8 thoughts on “The Writing Life Cont’d: The Sccoby Doo Imperative”

  1. How like a writer to ignore the positive comments. I would think that beautifully written is good. Gripping is good. Gripping is very good.

  2. Of course, in a Barthesian sense, you can write the author out of the equation, and a book becomes a collaboration between the reader and what he’s read before.

    So there.

  3. Thanks for your comment, Roger. Meh 🙂 Gripping is OK. This probably just reflects the pace, which is pretty tight. There’s always something new around the corner. I’ll see what my second reader thinks…

  4. I’ve heard a lot of readers say that they HATE it when an author is very obviously ‘explaining’ everything to them. It comes across as patronising. One comment I got for a short story was that the reader liked the fact “I assumed he could keep up.”

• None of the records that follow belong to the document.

pub const AUTH_HEADER: &str = "X-Tableau-Auth";
/// Oldest REST version that serves `serverinfo`; used only for the version probe.
pub const PROBE_API_VERSION: &str = "2.4";
/// Used when the probe fails and no version is pinned.
pub const DEFAULT_API_VERSION: &str = "3.4";
pub const DEFAULT_CHUNK_THRESHOLD: u64 = 64 * 1024 * 1024;
pub const UPLOAD_CHUNK_SIZE: usize = 5 * 1024 * 1024;

const JSON: &str = "application/json";

#[derive(Debug, Clone, PartialEq, Eq)]
pub struct ClientSettings {
    /// Pinned REST API version; `None` asks the server.
    pub api_version: Option<String>,
    /// Files larger than this are uploaded in chunks.
    pub chunk_threshold_bytes: u64,
}

impl Default for ClientSettings {
    fn default() -> Self {
        Self {
            api_version: None,
            chunk_threshold_bytes: DEFAULT_CHUNK_THRESHOLD,
        }
    }
}

#[derive(Debug, Clone)]
struct AuthState {
    token: String,
    site_id: String,
    user_id: Option<String>,
}

pub struct TableauRestClient {
    http: reqwest::Client,
    server: String,
    api_version: String,
    chunk_threshold_bytes: u64,
    auth: Mutex<Option<AuthState>>,
}

fn network(e: reqwest::Error) -> PlumberError {
    PlumberError::Network(e.to_string())
}

fn server_error(status: StatusCode, body: &str) -> PlumberError {
    let message = match serde_json::from_str::<ErrorEnvelope>(body) {
        Ok(ErrorEnvelope { error }) => {
            let mut message = error.summary.unwrap_or_else(|| status.to_string());
            if let Some(detail) = error.detail {
                message = format!("{message}: {detail}");
            }
            if let Some(code) = error.code {
                message = format!("{message} ({code})");
            }
            message
        }
        Err(_) if body.trim().is_empty() => status.to_string(),
        Err(_) => body.trim().to_string(),
    };
    PlumberError::Server {
        status: status.as_u16(),
        message,
    }
}

async fn send(request: RequestBuilder) -> Result<Response, PlumberError> {
    let response = request.send().await.map_err(network)?;
    let status = response.status();
    if status.is_success() {
        return Ok(response);
    }
    let body = response.text().await.unwrap_or_default();
    let err = server_error(status, &body);
    error!(status = status.as_u16(), error = %err, "Server rejected request");
    Err(err)
}

async fn decode<T: DeserializeOwned>(response: Response) -> Result<T, PlumberError> {
    let bytes = response.bytes().await.map_err(network)?;
    serde_json::from_slice(&bytes).map_err(|e| {
        error!(error = ?e, "Response body did not match the expected shape");
        PlumberError::Decode(e.to_string())
    })
}

async fn probe_api_version(http: &reqwest::Client, server: &str) -> Result<String, PlumberError> {
    let url = format!("{server}/api/{PROBE_API_VERSION}/serverinfo");
    let envelope: ServerInfoEnvelope = decode(send(http.get(url).header(ACCEPT, JSON)).await?).await?;
    Ok(envelope.server_info.rest_api_version)
}

impl TableauRestClient {
    /// Builds a client for `server` and settles the REST API version.
    pub async fn connect(server: &str, settings: &ClientSettings) -> Result<Self, PlumberError> {
        let server = server.trim().trim_end_matches('/').to_string();
        if server.is_empty() {
            return Err(PlumberError::InvalidArgument(
                "server url is empty".to_string(),
            ));
        }
        let http = reqwest::Client::builder().build().map_err(network)?;

        let api_version = match &settings.api_version {
            Some(version) => version.clone(),
            None => match probe_api_version(&http, &server).await {
                Ok(version) => {
                    info!(server = %server, api_version = %version, "Server REST version detected");
                    version
                }
                Err(e) => {
                    warn!(
                        error = %e,
                        fallback = DEFAULT_API_VERSION,
                        "Could not detect server REST version"
                    );
                    DEFAULT_API_VERSION.to_string()
                }
            },
        };

        info!(server = %server, api_version = %api_version, "Initialized TableauRestClient");
        Ok(Self {
            http,
            server,
            api_version,
            chunk_threshold_bytes: settings.chunk_threshold_bytes,
            auth: Mutex::new(None),
        })
    }

    pub fn api_version(&self) -> &str {
        &self.api_version
    }

    pub fn is_signed_in(&self) -> bool {
        self.auth_state().is_some()
    }

    fn auth_state(&self) -> Option<AuthState> {
        self.auth
            .lock()
            .unwrap_or_else(PoisonError::into_inner)
            .clone()
    }

    fn set_auth(&self, state: Option<AuthState>) {
        *self.auth.lock().unwrap_or_else(PoisonError::into_inner) = state;
    }

    fn endpoint(&self, path: &str) -> String {
        format!("{}/api/{}/{}", self.server, self.api_version, path)
    }

    /// Authenticated request against `sites/{site}/{path}`.
    fn site_request(&self, method: Method, path: &str) -> Result<RequestBuilder, PlumberError> {
        let auth = self.auth_state().ok_or(PlumberError::NotSignedIn)?;
        let url = self.endpoint(&format!("sites/{}/{}", auth.site_id, path));
        Ok(self.http.request(method, url).header(AUTH_HEADER, auth.token))
    }

    fn json_request(&self, method: Method, path: &str) -> Result<RequestBuilder, PlumberError> {
        Ok(self.site_request(method, path)?.header(ACCEPT, JSON))
    }

    async fn get_json<T: DeserializeOwned>(
        &self,
        path: &str,
        query: &[(&str, String)],
    ) -> Result<T, PlumberError> {
        decode(send(self.json_request(Method::GET, path)?.query(query)).await?).await
    }

    async fn post_json<T: DeserializeOwned>(&self, path: &str) -> Result<T, PlumberError> {
        let request = self
            .json_request(Method::POST, path)?
            .header(CONTENT_TYPE, JSON)
            .body("{}");
        decode(send(request).await?).await
    }

    /// Uploads `path` through a file upload session and returns the session id.
    async fn upload_in_chunks(&self, path: &Path) -> Result<String, PlumberError> {
        let initiated: FileUploadEnvelope = self.post_json("fileUploads").await?;
        let upload_id = initiated.file_upload.upload_session_id;
        info!(upload_id = %upload_id, path = %path.display(), "Initiated chunked upload");

        let mut file = tokio::fs::File::open(path).await?;
        let mut buffer = vec![0u8; UPLOAD_CHUNK_SIZE];
        let mut chunks = 0usize;
        loop {
            let read = file.read(&mut buffer).await?;
            if read == 0 {
                break;
            }
            let (content_type, body) = MultipartMixed::new()
                .json_part("request_payload", &json!({}))
                .file_part("tableau_file", "file", &buffer[..read])
                .finish();
            let request = self
                .json_request(Method::PUT, &format!("fileUploads/{upload_id}"))?
                .header(CONTENT_TYPE, content_type)
                .body(body);
            send(request).await?;
            chunks += 1;
            debug!(upload_id = %upload_id, chunk = chunks, bytes = read, "Uploaded chunk");
        }
        info!(upload_id = %upload_id, chunks, "Chunked upload finished");
        Ok(upload_id)
    }
}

    In the same way, my colleague and I were discussing the west wing. What with the alcohol murdered brain cells and the unfamiliar American political system, we agreed that we probably only ‘got’ about 70% of it. But we wouldn’t want it any simpler.

    I think the things you leave out are just as compelling as the bits you leave in.

    So please don’t have a Velma-esque explanation of whodunnit. I think you’d be surprised how many readers wouldn’t need or want one.

  5. Thanks for your comment, Roland. At present, this is only an idea I’m rolling around; I’ve just passed the manuscript to two good friends and I’ll hold fire to see what they think. If I were to have a Velma-esque section at the end, I’d try to make it as integral as possible. Or I might just remain willfully obscure!

  6. Too many characters could mean that too many were introduced all at once (i.e., you put them all in the first chapter).

  7. Thanks for your comment, Linda. They’re introduced over the course of the first chapters; the first two chapters, for example, have only the two principal characters. I’m currently waiting on feedback from two other readers, so I’ll see what they think.